Asked if the White House was aware of Hunt Oil's negotiations with Kurdistan's largely autonomous regional government, President Bush's press secretary Dana Perino replied, "I don't know of anybody who was aware of it."
It turns out that wasn't exactly the truth of the matter. The Times noted that the company's chief executive, "Ray L. Hunt, a close political ally of President Bush, briefed [the President's Foreign Intelligence Advisory Board, of which he was a member] on his contacts with Kurdish officials before the deal was signed." In fact, in a July 2nd letter, Committee Chairman Henry A. Waxman told Secretary of State Condoleezza Rice: "Documents obtained by the Committee indicate that contrary to the denials of Administration officials, advisors to the President and officials in the State and Commerce Departments knew about Hunt Oil's interest in the Kurdish region months before the contract was executed."

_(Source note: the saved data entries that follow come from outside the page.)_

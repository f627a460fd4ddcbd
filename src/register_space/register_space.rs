// Copyright 2026 The ChromiumOS Authors
// Use of this source code is governed by a BSD-style license that can be
// found in the LICENSE file.

use std::collections::btree_map::BTreeMap;
use std::sync::Arc;

use log::warn;
use parking_lot::Mutex;

use super::register::Register;
use crate::mmio::RegisterIo;
use crate::mmio::RegisterOffset;

#[derive(Clone, Copy, Debug, PartialEq, Eq)]
pub enum Access {
    Read,
    Write,
}

/// One software access to a register window.
#[derive(Clone, Copy, Debug, PartialEq, Eq)]
pub struct RegisterAccess {
    pub access: Access,
    pub offset: RegisterOffset,
    pub value: u32,
}

/// Ordered record of the accesses made to one or more windows. Clones share the same record.
#[derive(Clone, Default)]
pub struct AccessLog(Arc<Mutex<Vec<RegisterAccess>>>);

impl AccessLog {
    pub fn new() -> Self {
        Default::default()
    }

    fn record(&self, access: Access, offset: RegisterOffset, value: u32) {
        self.0.lock().push(RegisterAccess {
            access,
            offset,
            value,
        });
    }

    /// Snapshot of every access recorded so far.
    pub fn entries(&self) -> Vec<RegisterAccess> {
        self.0.lock().clone()
    }

    /// Snapshot of the writes recorded so far.
    pub fn writes(&self) -> Vec<RegisterAccess> {
        self.0
            .lock()
            .iter()
            .filter(|a| a.access == Access::Write)
            .copied()
            .collect()
    }

    pub fn len(&self) -> usize {
        self.0.lock().len()
    }

    pub fn is_empty(&self) -> bool {
        self.0.lock().is_empty()
    }

    pub fn clear(&self) {
        self.0.lock().clear()
    }
}

/// Register space represents a set of registers. It can handle read/write operations.
#[derive(Default)]
pub struct RegisterSpace {
    regs: BTreeMap<RegisterOffset, Register>,
    log: Option<AccessLog>,
}

impl RegisterSpace {
    /// Creates a new empty RegisterSpace.
    pub fn new() -> RegisterSpace {
        Default::default()
    }

    /// Record every software access into `log`.
    pub fn set_access_log(&mut self, log: AccessLog) {
        self.log = Some(log);
    }

    /// Add a register to register space.
    pub fn add_register(&mut self, reg: Register) {
        let offset = reg.offset();
        debug_assert!(offset % 4 == 0);
        let insert_result = self.regs.insert(offset, reg).is_none();
        debug_assert!(insert_result);
    }

    /// Add an array of registers.
    pub fn add_register_array(&mut self, regs: &[Register]) {
        for r in regs {
            self.add_register(r.clone());
        }
    }

    /// Returns a handle sharing the value of the register at `offset`.
    pub fn register(&self, offset: RegisterOffset) -> Option<Register> {
        self.regs.get(&offset).cloned()
    }
}

impl RegisterIo for RegisterSpace {
    fn read(&self, offset: RegisterOffset) -> u32 {
        let value = match self.regs.get(&offset) {
            Some(r) => r.get_value(),
            None => {
                warn!("read from unmapped register {:#x}", offset);
                0
            }
        };
        if let Some(log) = &self.log {
            log.record(Access::Read, offset, value);
        }
        value
    }

    /// If the targeted register has a callback, it will be invoked with the new value.
    fn write(&mut self, offset: RegisterOffset, value: u32) {
        if let Some(log) = &self.log {
            log.record(Access::Write, offset, value);
        }
        match self.regs.get(&offset) {
            Some(r) => r.write(value),
            None => warn!("write of {:#x} to unmapped register {:#x}", value, offset),
        }
    }
}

For the Times, however, the hunt for the story ended with Hunt Oil. No attention was paid to its corporate twin, Hunt Refining, with its own major financial ties to the Pentagon, the President, and the U.S. occupation forces in Iraq. This despite the fact that the company proudly promotes itself as "a significant supplier of jet fuel to the U.S. Department of Defense" in the Southeastern United States.
And why not be proud? Ever since the President's Global War on Terror revved up and Iraq was invaded, Hunt Refining has quietly reaped major rewards. While the company was a defense contractor back in the 1990s, according to DoD documents, Hunt did not receive any funds from the Pentagon in 2000 or 2001. From 2002-2004, however, the company began garnering contracts and collected an average of just over $15.5 million a year. And only then did the good times begin to roll. In the last three years, records show that Hunt has taken in increasingly larger sums of taxpayer dollars from the Pentagon—$39.6 million in 2005, $52.2 million in 2006, and, in 2007, a whopping $70 million. (Hunt Refining did not return telephone or email messages seeking comment for this article.)

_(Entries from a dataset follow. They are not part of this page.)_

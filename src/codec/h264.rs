// Copyright 2026 The ChromiumOS Authors
// Use of this source code is governed by a BSD-style license that can be
// found in the LICENSE file.

//! H.264.
//!
//! The firmware talks through AV_SCRATCH_0: its low byte is a command, the rest are arguments.
//! Unlike the MPEG families it can report several frames per interrupt and asks the driver for
//! reference motion vector memory once it has parsed the stream headers.

use log::debug;
use log::error;
use log::warn;

use super::release_all;
use super::CodecOps;
use super::DecodedFrame;
use super::IrqReport;
use super::SourceChange;
use super::StartContext;
use super::StreamLayout;
use crate::dma::DmaPool;
use crate::dma::DmaRegion;
use crate::dos::*;
use crate::error::Error;
use crate::error::Result;
use crate::mmio::RegisterIo;

pub(super) const SIZE_EXT_FW: u64 = 20 * 1024;
const SIZE_WORKSPACE: u64 = 0x1ee000;
const SIZE_SEI: u64 = 8 * 1024;
/// Offset the firmware adds to the workspace address it is given.
const WORKSPACE_BUF_OFFSET: u32 = 0x0100_0000;
/// Motion vector bytes per macroblock of a reference frame.
const MB_MV_SIZE: u64 = 96;

const CMD_MASK: u32 = 0xff;
const CMD_SRC_CHANGE: u32 = 1;
const CMD_FRAMES_READY: u32 = 2;
const CMD_FATAL_ERROR: u32 = 6;
const CMD_BAD_WIDTH: u32 = 7;
const CMD_BAD_HEIGHT: u32 = 8;

const SEI_DATA_READY: u32 = 1 << 15;

const BUF_IDX_MASK: u32 = 0x1f;
const ERROR_FLAG: u32 = 1 << 9;

const MB_TOTAL_BIT: u32 = 8;
const MB_TOTAL_MASK: u32 = 0xffff;
const MB_WIDTH_MASK: u32 = 0xff;
const MAX_REF_BIT: u32 = 24;
const MAX_REF_MASK: u32 = 0x7f;

/// Per-frame status words live in AV_SCRATCH_1 onwards.
const MAX_FRAMES_READY: u32 = AV_SCRATCH_COUNT - 1;

const CANVAS_TARGETS: &[(u32, u32)] = &[(ANC0_CANVAS_ADDR, 24)];

fn align(value: u32, to: u32) -> u32 {
    (value + to - 1) / to * to
}

/// Macroblock count of a frame with dimensions rounded up to whole 4x4 macroblock groups.
fn aligned_mb_total(mb_width: u32, mb_height: u32) -> u64 {
    align(mb_width, 4) as u64 * align(mb_height, 4) as u64
}

#[derive(Default)]
pub struct H264Codec {
    workspace: Option<DmaRegion>,
    sei: Option<DmaRegion>,
    ext_fw: Option<DmaRegion>,
    /// Reference motion vectors, sized for the largest stream the session accepts.
    ref_mv: Option<DmaRegion>,
    buffers: u32,
}

impl H264Codec {
    fn try_reserve(&mut self, dma: &mut DmaPool, layout: &StreamLayout) -> Result<()> {
        let mb_total = aligned_mb_total(
            (layout.width + 15) / 16,
            (layout.height + 15) / 16,
        );
        let ref_size = mb_total * MB_MV_SIZE * layout.buffers.max(1) as u64;
        self.workspace = Some(dma.allocate(SIZE_WORKSPACE, 0x1000, "h264 workspace")?);
        self.sei = Some(dma.allocate(SIZE_SEI, 0x1000, "h264 sei")?);
        self.ext_fw = Some(dma.allocate(SIZE_EXT_FW, 0x1000, "h264 extended firmware")?);
        self.ref_mv = Some(dma.allocate(ref_size, 0x1000, "h264 reference mv")?);
        self.buffers = layout.buffers;
        Ok(())
    }

    fn addr(region: &Option<DmaRegion>) -> u32 {
        region.as_ref().map_or(0, DmaRegion::addr)
    }

    /// Answers the firmware's request for reference memory once it knows the stream geometry.
    fn source_change(&mut self, regs: &mut dyn RegisterIo, report: &mut IrqReport) {
        let parsed = regs.read(AV_SCRATCH_1);
        let mb_width = parsed & MB_WIDTH_MASK;
        let mb_total = (parsed >> MB_TOTAL_BIT) & MB_TOTAL_MASK;
        let max_ref = (parsed >> MAX_REF_BIT) & MAX_REF_MASK;
        if mb_width == 0 {
            error!("h264 source change with zero width");
            report.fatal = true;
            return;
        }
        let mb_height = mb_total / mb_width;

        let crop = regs.read(AV_SCRATCH_6);
        let crop_bottom = crop & 0xff;
        let crop_right = (crop >> 16) & 0xff;
        let width = (mb_width * 16).saturating_sub(crop_right);
        let height = (mb_height * 16).saturating_sub(crop_bottom);

        let needed = aligned_mb_total(mb_width, mb_height) * MB_MV_SIZE * max_ref as u64;
        let ref_mv = match &self.ref_mv {
            Some(r) if needed <= r.len() as u64 => r.addr(),
            _ => {
                error!(
                    "h264 stream {}x{} needs {} reference frames, more than the session holds",
                    width, height, max_ref
                );
                report.fatal = true;
                return;
            }
        };
        debug!("h264 source change: {}x{}, {} references", width, height, max_ref);

        regs.write(AV_SCRATCH_1, ref_mv);
        regs.write(AV_SCRATCH_4, ref_mv + needed as u32);
        regs.write(
            AV_SCRATCH_0,
            (max_ref << 24) | (self.buffers << 16) | (self.buffers << 8),
        );
        report.source_change = Some(SourceChange {
            width,
            height,
            min_buffers: max_ref,
        });
    }

    fn frames_ready(&mut self, regs: &mut dyn RegisterIo, status: u32, report: &mut IrqReport) {
        let errors = regs.read(AV_SCRATCH_D);
        if errors != 0 {
            warn!("h264 decoder reported {} errors", errors);
            regs.write(AV_SCRATCH_D, 0);
        }

        let count = (status >> 8) & 0xff;
        if count > MAX_FRAMES_READY {
            warn!("h264 reported {} frames at once, only {} are readable", count, MAX_FRAMES_READY);
        }
        for i in 0..count.min(MAX_FRAMES_READY) {
            let frame = regs.read(AV_SCRATCH_1 + 4 * i);
            report.push_frame(DecodedFrame {
                index: (frame & BUF_IDX_MASK) as u8,
                corrupted: frame & ERROR_FLAG != 0,
            });
        }
    }
}

impl CodecOps for H264Codec {
    fn reserve(&mut self, dma: &mut DmaPool, layout: &StreamLayout) -> Result<()> {
        if self.workspace.is_some() {
            return Ok(());
        }
        if let Err(e) = self.try_reserve(dma, layout) {
            // Failures are logged by release_all.
            let _ = self.stop(dma);
            return Err(e);
        }
        Ok(())
    }

    fn start(&mut self, ctx: &mut StartContext) -> Result<()> {
        let layout = ctx.layout();
        self.reserve(ctx.dma, &layout)?;
        ctx.set_canvases(CANVAS_TARGETS)?;

        let workspace = Self::addr(&self.workspace);
        let sei = Self::addr(&self.sei);
        let ext_fw = Self::addr(&self.ext_fw);
        let dos = &mut *ctx.dos;
        dos.set_bits(POWER_CTL_VLD, (1 << 9) | (1 << 6));
        dos.clear_bits(MDEC_PIC_DC_CTRL, 1 << 17);
        dos.write(AV_SCRATCH_0, 0);
        dos.write(AV_SCRATCH_1, workspace.wrapping_sub(WORKSPACE_BUF_OFFSET));
        dos.write(AV_SCRATCH_7, 0);
        dos.write(AV_SCRATCH_8, 0);
        dos.write(AV_SCRATCH_D, 0);
        dos.write(AV_SCRATCH_G, ext_fw);
        dos.write(AV_SCRATCH_I, sei.wrapping_sub(workspace));
        dos.write(AV_SCRATCH_J, 0);
        // Enable error correction.
        let ec = dos.read(AV_SCRATCH_F);
        dos.write(AV_SCRATCH_F, (ec & 0xffff_ffc3) | (1 << 4) | (1 << 7));
        dos.write(MDEC_PIC_DC_THRESH, 0x4040_38aa);
        Ok(())
    }

    fn load_extended_firmware(&mut self, data: &[u8]) -> Result<()> {
        let region = self.ext_fw.as_mut().ok_or_else(|| {
            Error::ProtocolViolation("extended firmware before memory was reserved".to_string())
        })?;
        let len = data.len().min(region.len());
        region.as_mut_slice()[..len].copy_from_slice(&data[..len]);
        Ok(())
    }

    fn stop(&mut self, dma: &mut DmaPool) -> Result<()> {
        release_all(
            dma,
            [
                self.ref_mv.take(),
                self.ext_fw.take(),
                self.sei.take(),
                self.workspace.take(),
            ],
        )
    }

    fn on_interrupt(&mut self, regs: &mut dyn RegisterIo) -> IrqReport {
        let mut report = IrqReport::default();
        let status = regs.read(AV_SCRATCH_0);
        match status & CMD_MASK {
            CMD_SRC_CHANGE => self.source_change(regs, &mut report),
            CMD_FRAMES_READY => {
                self.frames_ready(regs, status, &mut report);
                regs.write(AV_SCRATCH_0, 0);
            }
            CMD_FATAL_ERROR => {
                error!("h264 decoder fatal error");
                report.fatal = true;
            }
            CMD_BAD_WIDTH | CMD_BAD_HEIGHT => {
                error!("h264 stream size unsupported ({:#x})", status);
                report.fatal = true;
            }
            _ => regs.write(AV_SCRATCH_0, 0),
        }

        // SEI data is not used.
        if regs.read(AV_SCRATCH_J) & SEI_DATA_READY != 0 {
            regs.write(AV_SCRATCH_J, 0);
        }
        regs.write(ASSIST_MBOX1_CLR_REG, 1);
        report
    }

    fn can_recycle(&self, regs: &dyn RegisterIo) -> bool {
        regs.read(AV_SCRATCH_7) == 0 || regs.read(AV_SCRATCH_8) == 0
    }

    fn recycle(&mut self, regs: &mut dyn RegisterIo, index: u8) {
        // Either slot works; use the first empty one.
        if regs.read(AV_SCRATCH_7) == 0 {
            regs.write(AV_SCRATCH_7, index as u32 + 1);
        } else {
            regs.write(AV_SCRATCH_8, index as u32 + 1);
        }
    }
}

Hunt's largest 2007 Pentagon contract was for the delivery of both aviation turbine fuel and JP-8 jet fuel—the latter a product used by the Army and Air Force that is very similar to commercial jet fuel. That deal was awarded just months before Hunt Refining and its affiliate Hunt Southland Refining agreed, according to Department of Justice documents, "to pay a $400,000 civil penalty and spend more than $48.5 million for new and upgraded pollution controls at three refineries" as part of a settlement to resolve "alleged violations of the Clean Air Act."

Personally, I think we should bring tar and feathering back to the town square.